Background: Fractures and cirrhosis are major causes of morbidity and mortality among HIV-HCV-coinfected individuals. It is not known whether vitamin D deficiency is associated with these outcomes. Methods: Between 2005 and 2007, 116 HIV-HCV-coinfected individuals underwent dual-energy X-ray absorptiometry within 1 year of a liver biopsy. 25-Hydroxyvitamin D (25OHD) and parathyroid hormone were measured from archived samples. Low bone mineral density (BMD) was defined as BMD >= 2 standard deviations lower than age-, sex- and race-matched controls (Z-score <=-2.0) at the total hip, femoral neck or lumbar spine. Histological fibrosis staging was assessed according to the METAVIR system (0 [no fibrosis] to 4 [cirrhosis]). Results: The cohort was 87% African-American and 63% male.
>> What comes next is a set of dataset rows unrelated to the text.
use super::lattice::{CellRef, Lattice};
use super::tiling::{CellPolygon, PolygonRole, Tiling, TilingKind};
use crate::error::GeometryError;
use crate::image::Rect;
use nalgebra::Point2;

/// Regular square grid, one vertex per cell at the cell centre.
#[derive(Clone, Copy, Debug, Default)]
pub struct Squares;

const SQUARE: [(isize, isize, usize); 4] = [(0, 0, 0), (0, 1, 0), (1, 1, 0), (1, 0, 0)];

impl Tiling for Squares {
    fn kind(&self) -> TilingKind {
        TilingKind::Squares
    }

    fn multiplicity(&self) -> usize {
        1
    }

    fn build_lattice(&self, rect: Rect, tile_size: f64) -> Lattice {
        // Squares snap to whole pixels.
        let size = (tile_size as usize).max(1);
        let rows = rect.h.div_ceil(size);
        let cols = rect.w.div_ceil(size);
        let mut lattice = Lattice::new(rows, cols, 1);
        let half = (size / 2) as f64;
        let size = size as f64;
        let (x1, y1) = (rect.x as f64, rect.y as f64);

        let cells: Vec<_> = lattice.padded_cells().collect();
        for (v, (i, j)) in lattice.vertices_mut().iter_mut().zip(cells) {
            *v = Point2::new(x1 + j as f64 * size + half, y1 + i as f64 * size + half);
        }
        lattice
    }

    fn cell_polygons(&self, cell: CellRef<'_>) -> Result<Vec<CellPolygon>, GeometryError> {
        Ok(vec![CellPolygon::assemble(PolygonRole::Square, &cell, &SQUARE)?])
    }
}
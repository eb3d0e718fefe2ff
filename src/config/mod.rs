//! JSON configuration for the command-line tools.

pub mod mosaic;
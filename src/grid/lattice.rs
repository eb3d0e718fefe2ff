//! Padded vertex lattice shared by all tilings.
//!
//! Vertices are addressed as `(row, col, corner)`: `row ∈ [-1, rows]`,
//! `col ∈ [-1, cols]` and `corner < multiplicity`. The extra row/column on
//! every side lets cells at the rectangle edge reference their right and
//! lower neighbours without bounds special cases. Storage is row-major, so
//! iterating [`Lattice::vertices_mut`] visits rows top to bottom and, within a
//! row, cells left to right with their corners in order.
use crate::error::GeometryError;
use crate::polygon::Vertex;
use nalgebra::Point2;

/// Padding cells on each side of the logical grid.
pub const PAD: isize = 1;

#[derive(Clone, Debug, PartialEq)]
pub struct Lattice {
    rows: usize,
    cols: usize,
    multiplicity: usize,
    vertices: Vec<Vertex>,
}

impl Lattice {
    /// Lattice of `rows × cols` logical cells owning `multiplicity` vertices
    /// each, plus padding. All vertices start at the origin.
    pub fn new(rows: usize, cols: usize, multiplicity: usize) -> Self {
        let len = (rows + 2) * (cols + 2) * multiplicity;
        Self {
            rows,
            cols,
            multiplicity,
            vertices: vec![Point2::origin(); len],
        }
    }

    #[inline]
    pub fn rows(&self) -> usize {
        self.rows
    }

    #[inline]
    pub fn cols(&self) -> usize {
        self.cols
    }

    #[inline]
    pub fn multiplicity(&self) -> usize {
        self.multiplicity
    }

    #[inline]
    fn row_stride(&self) -> usize {
        (self.cols + 2) * self.multiplicity
    }

    /// Storage offset of `(row, col, corner)`, or `None` outside the padding.
    pub fn offset(&self, row: isize, col: isize, corner: usize) -> Option<usize> {
        let r = row + PAD;
        let c = col + PAD;
        if r < 0 || c < 0 || corner >= self.multiplicity {
            return None;
        }
        let (r, c) = (r as usize, c as usize);
        if r >= self.rows + 2 || c >= self.cols + 2 {
            return None;
        }
        Some(r * self.row_stride() + c * self.multiplicity + corner)
    }

    pub fn get(&self, row: isize, col: isize, corner: usize) -> Result<Vertex, GeometryError> {
        self.offset(row, col, corner)
            .map(|i| self.vertices[i])
            .ok_or(GeometryError::LatticeIndex { row, col, corner })
    }

    pub fn set(
        &mut self,
        row: isize,
        col: isize,
        corner: usize,
        v: Vertex,
    ) -> Result<(), GeometryError> {
        let i = self
            .offset(row, col, corner)
            .ok_or(GeometryError::LatticeIndex { row, col, corner })?;
        self.vertices[i] = v;
        Ok(())
    }

    /// Every `(row, col)` including the padding ring, in storage order.
    pub fn padded_cells(&self) -> impl Iterator<Item = (isize, isize)> {
        let (rows, cols) = (self.rows as isize, self.cols as isize);
        (-PAD..rows + PAD).flat_map(move |r| (-PAD..cols + PAD).map(move |c| (r, c)))
    }

    /// Cells that emit polygons: the logical grid plus the leading padding
    /// row and column. Each references at most one row/column further down
    /// and right, which the trailing padding covers.
    pub fn render_cells(&self) -> impl Iterator<Item = (isize, isize)> {
        let (rows, cols) = (self.rows as isize, self.cols as isize);
        (-PAD..rows).flat_map(move |r| (-PAD..cols).map(move |c| (r, c)))
    }

    pub fn render_cell_count(&self) -> usize {
        (self.rows + 1) * (self.cols + 1)
    }

    pub fn vertices(&self) -> &[Vertex] {
        &self.vertices
    }

    pub fn vertices_mut(&mut self) -> &mut [Vertex] {
        &mut self.vertices
    }

    /// View of one cell for neighbour-relative lookups.
    pub fn cell(&self, row: isize, col: isize) -> CellRef<'_> {
        CellRef {
            lattice: self,
            row,
            col,
        }
    }
}

/// A cell position with lookups relative to it.
#[derive(Clone, Copy, Debug)]
pub struct CellRef<'a> {
    lattice: &'a Lattice,
    pub row: isize,
    pub col: isize,
}

impl CellRef<'_> {
    /// Corner `corner` of the cell `dr` rows below and `dc` columns right.
    #[inline]
    pub fn at(&self, dr: isize, dc: isize, corner: usize) -> Result<Vertex, GeometryError> {
        self.lattice.get(self.row + dr, self.col + dc, corner)
    }
}

#[cfg(test)]
mod tests {
    use super::*;

    #[test]
    fn offsets_cover_padding_exactly() {
        let lattice = Lattice::new(2, 3, 4);
        assert_eq!(lattice.vertices().len(), 4 * 5 * 4);
        assert_eq!(lattice.offset(-1, -1, 0), Some(0));
        assert_eq!(lattice.offset(2, 3, 3), Some(lattice.vertices().len() - 1));
        assert_eq!(lattice.offset(-2, 0, 0), None);
        assert_eq!(lattice.offset(0, 4, 0), None);
        assert_eq!(lattice.offset(0, 0, 4), None);
    }

    #[test]
    fn padded_cells_follow_storage_order() {
        let lattice = Lattice::new(2, 2, 1);
        let offsets: Vec<usize> = lattice
            .padded_cells()
            .map(|(r, c)| lattice.offset(r, c, 0).expect("inside padding"))
            .collect();
        assert_eq!(offsets, (0..16).collect::<Vec<_>>());
    }

    #[test]
    fn render_cells_reach_only_padded_neighbours() {
        let lattice = Lattice::new(3, 2, 2);
        assert_eq!(lattice.render_cells().count(), lattice.render_cell_count());
        for (r, c) in lattice.render_cells() {
            let cell = lattice.cell(r, c);
            for (dr, dc) in [(0, 0), (0, 1), (1, 0), (1, 1)] {
                for corner in 0..2 {
                    assert!(cell.at(dr, dc, corner).is_ok());
                }
            }
        }
    }
}
//! Edge measurement: derivative-of-Gaussian filtering and gradient maps.
//!
//! - [`kernel`] builds the integer smoothing/derivative taps and the folded
//!   1D convolution.
//! - [`deriv`] runs the separable two-pass derivative over a pixel block.
//! - [`grad`] reduces channels to the strongest response per axis and forms
//!   the magnitude map consumed by grid localization and the split decision.
//!
//! Borders are handled by folding out-of-range taps onto the edge sample, so
//! a constant region yields exactly zero response (128 in biased form).

pub mod deriv;
pub mod grad;
pub mod kernel;

pub use deriv::{gaussian_derivative, Axis};
pub use grad::{gradient_maps, GradientMaps};
pub use kernel::{GaussianKernel, SeparableFilter, DEFAULT_RADIUS};
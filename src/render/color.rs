//! Flat tile colour from the source pixels under a polygon.
use crate::image::{PixelBlock, Rect, MAX_CHANNELS};
use crate::polygon::{Polygon, Scanlines};

/// Mean colour of the source pixels covered by `poly`, restricted to `rect`.
///
/// `source` holds the pixels of `rect` with its origin at the rect's top-left.
/// Colour channels are shifted by `variation` after the (truncating) integer
/// mean and clamped; alpha is averaged only. Returns `None` when no pixel of
/// `rect` is covered.
pub fn average_color(
    poly: &Polygon,
    source: &PixelBlock,
    rect: Rect,
    variation: f64,
) -> Option<[u8; MAX_CHANNELS]> {
    let lines = Scanlines::from_polygon(poly, 1, rect)?;
    let c = source.channels;
    let colors = source.color_channels();
    let mut sum = [0u64; MAX_CHANNELS];
    let mut count = 0u64;

    for (y, lo, hi) in lines.spans() {
        let y = y as i64;
        for x in lo as i64..hi as i64 {
            if !rect.contains(x, y) {
                continue;
            }
            let px = source.pixel(x as usize - rect.x, y as usize - rect.y);
            for (s, &v) in sum.iter_mut().zip(px) {
                *s += v as u64;
            }
            count += 1;
        }
    }
    if count == 0 {
        return None;
    }

    let mut out = [0u8; MAX_CHANNELS];
    for b in 0..c {
        let mean = (sum[b] / count) as f64;
        let v = if b < colors { mean + variation } else { mean };
        out[b] = (v as i32).clamp(0, 255) as u8;
    }
    Some(out)
}

#[cfg(test)]
mod tests {
    use super::*;
    use nalgebra::Point2;

    fn square(x: f64, y: f64, s: f64) -> Polygon {
        Polygon::from_points(&[
            Point2::new(x, y),
            Point2::new(x + s, y),
            Point2::new(x + s, y + s),
            Point2::new(x, y + s),
        ])
        .expect("fits")
    }

    fn split_block() -> PixelBlock {
        // Left half 0, right half 200, alpha 255.
        let mut block = PixelBlock::filled(10, 10, 4, &[0, 0, 0, 255]);
        for y in 0..10 {
            for x in 5..10 {
                block.pixel_mut(x, y)[..3].copy_from_slice(&[200, 200, 200]);
            }
        }
        block
    }

    #[test]
    fn averages_covered_pixels() {
        let block = split_block();
        let rect = Rect::new(0, 0, 10, 10);
        let all = average_color(&square(0.0, 0.0, 10.0), &block, rect, 0.0).expect("covered");
        assert_eq!(all, [100, 100, 100, 255]);
        let right = average_color(&square(5.0, 0.0, 5.0), &block, rect, 0.0).expect("covered");
        assert_eq!(right, [200, 200, 200, 255]);
    }

    #[test]
    fn variation_shifts_colour_but_not_alpha() {
        let block = split_block();
        let rect = Rect::new(0, 0, 10, 10);
        let dark = average_color(&square(0.0, 0.0, 5.0), &block, rect, -20.0).expect("covered");
        assert_eq!(dark, [0, 0, 0, 255]);
        let lit = average_color(&square(5.0, 0.0, 5.0), &block, rect, 80.6).expect("covered");
        assert_eq!(lit, [255, 255, 255, 255]);
    }

    #[test]
    fn polygon_outside_rect_has_no_colour() {
        let block = split_block();
        let rect = Rect::new(0, 0, 10, 10);
        assert!(average_color(&square(20.0, 20.0, 4.0), &block, rect, 0.0).is_none());
    }
}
The median age (IQR) was 49.9 years (46.5-53.3). A total of 89% had a CD4(+) T-cell count >200 cells/mm(3) and 64% were receiving HAART. The median 25OHD was 19 ng/ml (IQR 11.0-26.0). Hypovitaminosis D (25OHD <= 15 ng/ml) was present in 41% and secondary hyperparathyroidism, defined by parathyroid hormone >65 pg/ml, was present in 24%. In total, 27% had low BMD (Z-score <=-2) at the spine, femoral neck or total hip, and 39% had significant hepatic fibrosis (METAVIR >= 2). In multivariate analysis, vitamin D deficiency was not associated with significant fibrosis or with BMD at any site. Conclusions: Vitamin D deficiency was highly prevalent in this mostly African-American HIV-HCV-coinfected population, but was not related to BMD or liver disease severity. These data suggest that efforts to increase vitamin D levels in this population may not improve bone or liver outcomes.